Now, the public cloud has pushed DR one step further, using cloud computing advantages to remove the need for a dedicated remote location and hardware altogether. Further, the cloud's pay-for-use model reduces monthly charges, prompting organizations to pay for protection only when they need it. Soup-to-nuts cloud-based Disaster Recovery as a Service (DRaaS) offerings, meanwhile, can also reduce the amount of on-staff expertise needed to pull off a DR initiative.
"Before, you needed a large IT staff and partnerships with vendors to make DR work," said Satish Hemachandran, senior director of product management at Cbeyond Inc., a managed services and cloud hosting provider. "With cloud, DR is becoming more accessible."
But while using the public cloud as a platform to recover your systems may finally put DR within reach, cloud DR is far from simple. It represents a different way of doing things, and there are technical challenges to consider. Plus, nascent cloud DRaaS providers vary in terms of the scope, capability and cost of their offerings, and generic public cloud providers have their own security and availability challenges.
Data protection is only half the battle
Though cloud makes disaster recovery accessible to the masses, companies must first understand what a true DR strategy is to take advantage. For some, having a DR plan means having a second copy of their data offsite, whether on tape in a vault or in an Amazon Web Services Simple Storage Service (S3) bucket. But while offsite data protection is certainly an important first step toward disaster recovery, it's not the whole story. For most shops, the goal of a disaster recovery plan is to not only have your data offsite, but to restore and run entire services and applications offsite, preferably sooner rather than later.
Disaster recovery and the cloud
Part 1: Cloud computing advantages bring disaster recovery to the masses
Backing up your servers to the cloud gets you partially to cloud-based recovery, said Doug Hazelman, software evangelist at virtualization backup software vendor Veeam Software. With that, it becomes feasible -- if not necessarily easy or quick – to restore a server in the cloud from a cloud backup.

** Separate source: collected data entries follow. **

// Per-page fetch/retry controller.
//
// Idle -> Loading -> Ready
//                 -> Retrying -> (delay) -> Loading
//                 -> Failed -> (manual retry) -> Loading
//
// Attempts are strictly serialized: the next request is only issued after
// the previous one settled and the retry delay elapsed.

use std::fmt;
use std::sync::Arc;
use tokio::sync::watch;
use tokio_util::sync::CancellationToken;
use tracing::{info, warn};

use crate::client::ForecastBackend;
use crate::errors::DashError;
use crate::metrics;
use crate::retry::RetryPolicy;
use crate::session::SessionHandle;

#[derive(Debug, Clone, Copy, PartialEq, Eq, Hash)]
pub enum Page {
    Forecast,
    Products,
    Report,
}

impl Page {
    pub const ALL: [Page; 3] = [Page::Forecast, Page::Products, Page::Report];

    pub fn label(&self) -> &'static str {
        match self {
            Page::Forecast => "forecast",
            Page::Products => "products",
            Page::Report => "report",
        }
    }

    pub fn fallback_error(&self) -> &'static str {
        match self {
            Page::Forecast => "Failed to load forecast data",
            Page::Products => "Failed to load product data",
            Page::Report => "Failed to generate report",
        }
    }
}

impl fmt::Display for Page {
    fn fmt(&self, f: &mut fmt::Formatter<'_>) -> fmt::Result {
        f.write_str(self.label())
    }
}

#[derive(Debug, Clone, PartialEq)]
pub enum FetchStatus {
    Idle,
    Loading,
    /// Waiting out the delay before retry number `attempt`.
    Retrying { attempt: u32, max: u32, message: String },
    Ready,
    Failed { message: String },
    /// No upload in this session yet.
    RedirectToUpload,
    Cancelled,
}

impl FetchStatus {
    pub fn is_loading(&self) -> bool {
        matches!(self, FetchStatus::Loading | FetchStatus::Retrying { .. })
    }

    pub fn is_terminal(&self) -> bool {
        matches!(
            self,
            FetchStatus::Ready | FetchStatus::Failed { .. } | FetchStatus::RedirectToUpload | FetchStatus::Cancelled
        )
    }
}
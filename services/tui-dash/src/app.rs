// services/tui-dash/src/app.rs
//
// Routing, page lifecycles and background work for the interactive UI.
//
// Each data page owns a FetchController. Mounting a page spawns its
// `ensure_loaded` on the runtime; leaving the page cancels it. Uploads and
// exports run in the background and report back over an event channel.

use crossterm::event::{KeyCode, KeyEvent};
use ratatui::Frame;
use std::collections::HashMap;
use std::path::PathBuf;
use std::sync::Arc;
use tokio::sync::{mpsc, watch};
use tokio::task::JoinHandle;
use tokio_util::sync::CancellationToken;
use tracing::{info, warn};

use svckit::export::{export_or_log, ExportKind, Exporter};
use svckit::types::ProcessResponse;
use svckit::upload::{upload_and_process, validate_csv_name};
use svckit::{FetchController, FetchStatus, ForecastBackend, Page, RetryPolicy, SessionHandle};

use crate::components::{self, Screen};
use crate::exports;
use crate::state::{DashboardState, UploadStatus, View};

#[derive(Debug)]
pub enum AppEvent {
    Uploaded(Result<ProcessResponse, String>),
    Exported { kind: ExportKind, path: Option<PathBuf> },
}

struct PageHandle {
    controller: Arc<FetchController>,
    status: watch::Receiver<FetchStatus>,
    cancel: CancellationToken,
    task: Option<JoinHandle<FetchStatus>>,
    last_seen: FetchStatus,
}

impl PageHandle {
    fn new(controller: FetchController) -> Self {
        let status = controller.subscribe();
        Self {
            controller: Arc::new(controller),
            status,
            cancel: CancellationToken::new(),
            task: None,
            last_seen: FetchStatus::Idle,
        }
    }

    fn is_running(&self) -> bool {
        self.task.as_ref().map(|t| !t.is_finished()).unwrap_or(false)
    }

    fn start(&mut self, force: bool) {
        self.stop();
        self.cancel = CancellationToken::new();
        let controller = self.controller.clone();
        let cancel = self.cancel.clone();
        self.task = Some(tokio::spawn(async move {
            if force {
                controller.retry(cancel).await
            } else {
                controller.ensure_loaded(cancel).await
            }
        }));
    }

    fn stop(&mut self) {
        self.cancel.cancel();
        self.task = None;
    }
}

pub struct App {
    pub state: DashboardState,
    backend: Arc<dyn ForecastBackend>,
    session: SessionHandle,
    exporter: Arc<Exporter>,
    pages: HashMap<Page, PageHandle>,
    events_tx: mpsc::UnboundedSender<AppEvent>,
    events_rx: mpsc::UnboundedReceiver<AppEvent>,
    mode: &'static str,
    should_quit: bool,
}

impl App {
    pub fn new(
        backend: Arc<dyn ForecastBackend>,
        session: SessionHandle,
        policy: RetryPolicy,
        exporter: Exporter,
        mode: &'static str,
    ) -> Self {
        let pages = Page::ALL
            .iter()
            .map(|page| {
                let controller = FetchController::new(*page, backend.clone(), session.clone(), policy.clone());
                (*page, PageHandle::new(controller))
            })
            .collect();
        let (events_tx, events_rx) = mpsc::unbounded_channel();

        Self {
            state: DashboardState::new(),
            backend,
            session,
            exporter: Arc::new(exporter),
            pages,
            events_tx,
            events_rx,
            mode,
            should_quit: false,
        }
    }

    pub fn should_quit(&self) -> bool {
        self.should_quit
    }

    pub fn navigate(&mut self, view: View) {
        if let View::Data(page) = view {
            if self.session.file_id().is_none() {
                self.state.add_log("WARN", &format!("Upload a CSV file before opening the {} page", page));
                self.leave_current();
                self.state.view = View::Upload;
                return;
            }
        }

        if view == self.state.view {
            return;
        }
        self.leave_current();
        self.state.view = view;

        if let View::Data(page) = view {
            if let Some(handle) = self.pages.get_mut(&page) {
                if !handle.is_running() {
                    handle.start(false);
                }
            }
        }
    }

    fn leave_current(&mut self) {
        if let Some(page) = self.state.view.page() {
            if let Some(handle) = self.pages.get_mut(&page) {
                handle.stop();
            }
        }
    }

    /// Manual retry for the page on screen, even after a terminal error.
    pub fn retry_current(&mut self) {
        let Some(page) = self.state.view.page() else {
            return;
        };
        if let Some(handle) = self.pages.get_mut(&page) {
            info!("Manual retry requested for {}", page);
            handle.start(true);
        }
        self.state.add_log("INFO", &format!("Retrying {}", page));
    }

    pub fn submit_upload(&mut self) {
        if self.state.is_uploading() {
            return;
        }
        let path = PathBuf::from(self.state.input.trim());
        if let Err(e) = validate_csv_name(&path) {
            let message = e.user_message("Upload failed");
            self.state.add_log("WARN", &message);
            self.state.upload = UploadStatus::Failed(message);
            return;
        }

        for handle in self.pages.values_mut() {
            handle.stop();
        }
        self.state.upload = UploadStatus::Uploading(path.clone());
        self.state.add_log("INFO", &format!("Uploading {}", path.display()));

        let backend = self.backend.clone();
        let session = self.session.clone();
        let events = self.events_tx.clone();
        tokio::spawn(async move {
            let result = upload_and_process(backend.as_ref(), &session, &path)
                .await
                .map_err(|e| e.user_message("Upload failed"));
            let _ = events.send(AppEvent::Uploaded(result));
        });
    }

    pub fn export(&mut self, key: char) {
        let Some(page) = self.state.view.page() else {
            return;
        };
        let Some(kind) = exports::kind_for_key(page, key) else {
            self.state.add_log("WARN", &format!("No '{}' export on the {} page", key, page));
            return;
        };

        let data = self.session.snapshot();
        let exporter = self.exporter.clone();
        let events = self.events_tx.clone();
        tokio::task::spawn_blocking(move || {
            let path = export_or_log(kind, exports::run_export(&exporter, &data, page, kind));
            let _ = events.send(AppEvent::Exported { kind, path });
        });
    }

    /// Applies finished background work and status changes.
    pub fn tick(&mut self) {
        while let Ok(event) = self.events_rx.try_recv() {
            self.apply(event);
        }

        for page in Page::ALL {
            let Some(handle) = self.pages.get_mut(&page) else {
                continue;
            };
            let status = handle.status.borrow().clone();
            if status == handle.last_seen {
                continue;
            }
            handle.last_seen = status.clone();

            match &status {
                FetchStatus::Ready => self.state.add_log("INFO", &format!("{} data loaded", page.label())),
                FetchStatus::Retrying { attempt, max, message } => self.state.add_log(
                    "WARN",
                    &format!("{} not ready ({}), retry {}/{}", page.label(), message, attempt, max),
                ),
                FetchStatus::Failed { message } => self.state.add_log("ERROR", message),
                FetchStatus::RedirectToUpload if self.state.view == View::Data(page) => {
                    self.state.view = View::Upload;
                    self.state.add_log("WARN", "No upload in this session, back to the upload page");
                }
                _ => {}
            }
        }
    }

    fn apply(&mut self, event: AppEvent) {
        match event {
            AppEvent::Uploaded(Ok(processed)) => {
                self.state.add_log(
                    "INFO",
                    &format!("Processed {} rows into {}", processed.rows_processed, processed.file_id),
                );
                self.state.upload = UploadStatus::Done {
                    file_id: processed.file_id,
                    rows: processed.rows_processed,
                    features: processed.features_created,
                };
                match self.state.view {
                    // Opened during the upload: its cache was just cleared.
                    View::Data(page) => {
                        if let Some(handle) = self.pages.get_mut(&page) {
                            handle.start(false);
                        }
                    }
                    View::Upload => self.navigate(View::Data(Page::Forecast)),
                }
            }
            AppEvent::Uploaded(Err(message)) => {
                warn!("Upload failed: {}", message);
                self.state.add_log("ERROR", &message);
                self.state.upload = UploadStatus::Failed(message);
            }
            AppEvent::Exported { kind, path: Some(path) } => {
                let message = format!("Saved {} to {}", kind.label(), path.display());
                self.state.add_log("INFO", &message);
                self.state.last_export = Some(message);
            }
            AppEvent::Exported { kind, path: None } => {
                self.state.add_log("ERROR", &format!("{} export failed, see log file", kind.label()));
            }
        }
    }

    pub fn handle_key(&mut self, key: KeyEvent) {
        match (self.state.view, key.code) {
            (_, KeyCode::Esc) => self.should_quit = true,
            (_, KeyCode::Tab) => self.navigate(self.state.view.next()),
            (View::Upload, KeyCode::Enter) => self.submit_upload(),
            (View::Upload, KeyCode::Backspace) => {
                self.state.input.pop();
            }
            (View::Upload, KeyCode::Char(c)) if !self.state.is_uploading() => self.state.input.push(c),
            (View::Data(_), KeyCode::Char('q')) => self.should_quit = true,
            (View::Data(_), KeyCode::Char(c @ '1'..='4')) => {
                let idx = c as usize - '1' as usize;
                self.navigate(View::ALL[idx]);
            }
            (View::Data(_), KeyCode::Char('r')) => self.retry_current(),
            (View::Data(_), KeyCode::Char(c @ ('p' | 'd' | 'c'))) => self.export(c),
            _ => {}
        }
    }

    pub fn draw(&self, frame: &mut Frame) {
        let session = self.session.snapshot();
        let status = self
            .state
            .view
            .page()
            .and_then(|page| self.pages.get(&page))
            .map(|handle| handle.status.borrow().clone());

        components::draw_ui(
            frame,
            &Screen {
                state: &self.state,
                session: &session,
                status: status.as_ref(),
                mode: self.mode,
            },
        );
    }

    pub fn shutdown(&mut self) {
        for handle in self.pages.values_mut() {
            handle.stop();
        }
    }
}

#[cfg(test)]
mod tests {
    use super::*;
    use crate::mock::DemoBackend;
    use crossterm::event::KeyModifiers;
    use std::time::Duration;
    use svckit::config::ExportConfig;
    use svckit::Session;

    fn app(not_ready_calls: u32) -> App {
        let backend: Arc<dyn ForecastBackend> = Arc::new(DemoBackend::new(Duration::ZERO, not_ready_calls));
        App::new(
            backend,
            Session::shared(),
            RetryPolicy::default(),
            Exporter::new(&ExportConfig::default()),
            "DEMO",
        )
    }

    fn press(app: &mut App, code: KeyCode) {
        app.handle_key(KeyEvent::new(code, KeyModifiers::NONE));
    }

    #[tokio::test]
    async fn test_data_page_without_upload_redirects() {
        let mut app = app(0);
        app.navigate(View::Data(Page::Forecast));
        assert_eq!(app.state.view, View::Upload);
        assert!(app.pages.values().all(|h| h.task.is_none()));
    }

    #[tokio::test]
    async fn test_non_csv_rejected_on_submit() {
        let mut app = app(0);
        for c in "report.pdf".chars() {
            press(&mut app, KeyCode::Char(c));
        }
        press(&mut app, KeyCode::Enter);
        assert_eq!(app.state.upload, UploadStatus::Failed("Please upload a CSV file".to_string()));
        assert!(app.session.file_id().is_none());
    }

    #[tokio::test]
    async fn test_mount_loads_and_leave_cancels() {
        let mut app = app(0);
        app.session.set_file_id("demo-0001");

        press(&mut app, KeyCode::Tab);
        assert_eq!(app.state.view, View::Data(Page::Forecast));
        let task = app.pages.get_mut(&Page::Forecast).unwrap().task.take().unwrap();
        assert_eq!(task.await.unwrap(), FetchStatus::Ready);
        assert!(app.session.has_forecast());

        press(&mut app, KeyCode::Char('2'));
        assert_eq!(app.state.view, View::Data(Page::Products));
        let products = app.pages.get(&Page::Products).unwrap();
        assert!(products.task.is_some());

        press(&mut app, KeyCode::Char('3'));
        assert!(app.pages.get(&Page::Products).unwrap().cancel.is_cancelled());
    }

    #[tokio::test]
    async fn test_tick_logs_status_changes() {
        let mut app = app(0);
        app.session.set_file_id("demo-0001");
        app.navigate(View::Data(Page::Report));
        let task = app.pages.get_mut(&Page::Report).unwrap().task.take().unwrap();
        task.await.unwrap();

        app.tick();
        assert!(app
            .state
            .activity_log
            .iter()
            .any(|entry| entry.message == "report data loaded"));
    }

    #[tokio::test]
    async fn test_page_opened_during_upload_reloads_for_new_file() {
        let mut app = app(0);
        app.session.set_file_id("previous-upload");
        app.navigate(View::Data(Page::Forecast));
        let task = app.pages.get_mut(&Page::Forecast).unwrap().task.take().unwrap();
        assert_eq!(task.await.unwrap(), FetchStatus::Ready);
        assert!(app.session.has_forecast());

        // Upload completes while the forecast page is on screen.
        app.session.set_file_id("demo-0001");
        assert!(!app.session.has_forecast());
        app.apply(AppEvent::Uploaded(Ok(ProcessResponse {
            file_id: "demo-0001".to_string(),
            status: "processed".to_string(),
            rows_processed: 480,
            features_created: 12,
        })));

        assert_eq!(app.state.view, View::Data(Page::Forecast));
        let task = app.pages.get_mut(&Page::Forecast).unwrap().task.take().unwrap();
        assert_eq!(task.await.unwrap(), FetchStatus::Ready);
        assert!(app.session.has_forecast());
        assert_eq!(app.session.file_id().as_deref(), Some("demo-0001"));
    }

    #[tokio::test]
    async fn test_upload_from_upload_page_opens_forecast() {
        let mut app = app(0);
        app.session.set_file_id("demo-0001");
        app.apply(AppEvent::Uploaded(Ok(ProcessResponse {
            file_id: "demo-0001".to_string(),
            status: "processed".to_string(),
            rows_processed: 480,
            features_created: 12,
        })));

        assert_eq!(app.state.view, View::Data(Page::Forecast));
        assert!(app.pages.get(&Page::Forecast).unwrap().task.is_some());
    }
}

Many of Veeam's customers use its Veeam Backup and Replication Cloud Edition to make a copy of their VMware and Hyper-V virtual machines in Amazon Web Services (AWS) or Microsoft Azure, thanks to an integrated cloud storage gateway that provides an interface to those cloud providers' object storage services. Where things get tricky is both AWS and Azure run proprietary virtualization environments.
"If you had to do a full recovery, it would be technically difficult because AWS and Azure don't run VMware or Hyper-V," Hazelman said. To get backed-up VMs running there, you would have to convert the backed-up VM from the original VMware or Hyper-V format to the cloud provider's, which may lengthen the process.
If disaster recovery -- not just data protection -- is your goal, a better option is to use a cloud provider that offers the same virtualization platform you have in-house, Hazelman said. Veeam defers to partners such as Verizon Terremark, iLand and Cbeyond to offer disaster recovery using its virtual machine backups on their VMware or Hyper-V-based clouds.
Having your cloud DR site closely match up with your on-premises environment definitely simplifies things, said Anthony Chiaradonna, chief information officer at Consigli Construction in Milford, Mass. About two years ago, the 600-person construction management firm set out to simplify and improve its disaster recovery capabilities, and cloud was the first place he looked.
"We needed a solution that we were comfortable with but that didn't increase our people overhead," Chiaradonna said. "We made a choice not to expand our environment or our staff."
The firm started by ditching tape backups and backing up servers to cloud storage provider SunGard Availability Services instead. A couple months later, when it was confident in the quality of the backup process, it added disaster recovery services for its servers. With the exception of its Exchange environment, which must be available within 15 minutes of an outage, the remainder of Consigli's servers can be recovered from the nightly SunGard backups within 24 to 48 hours directly on the SunGard cloud.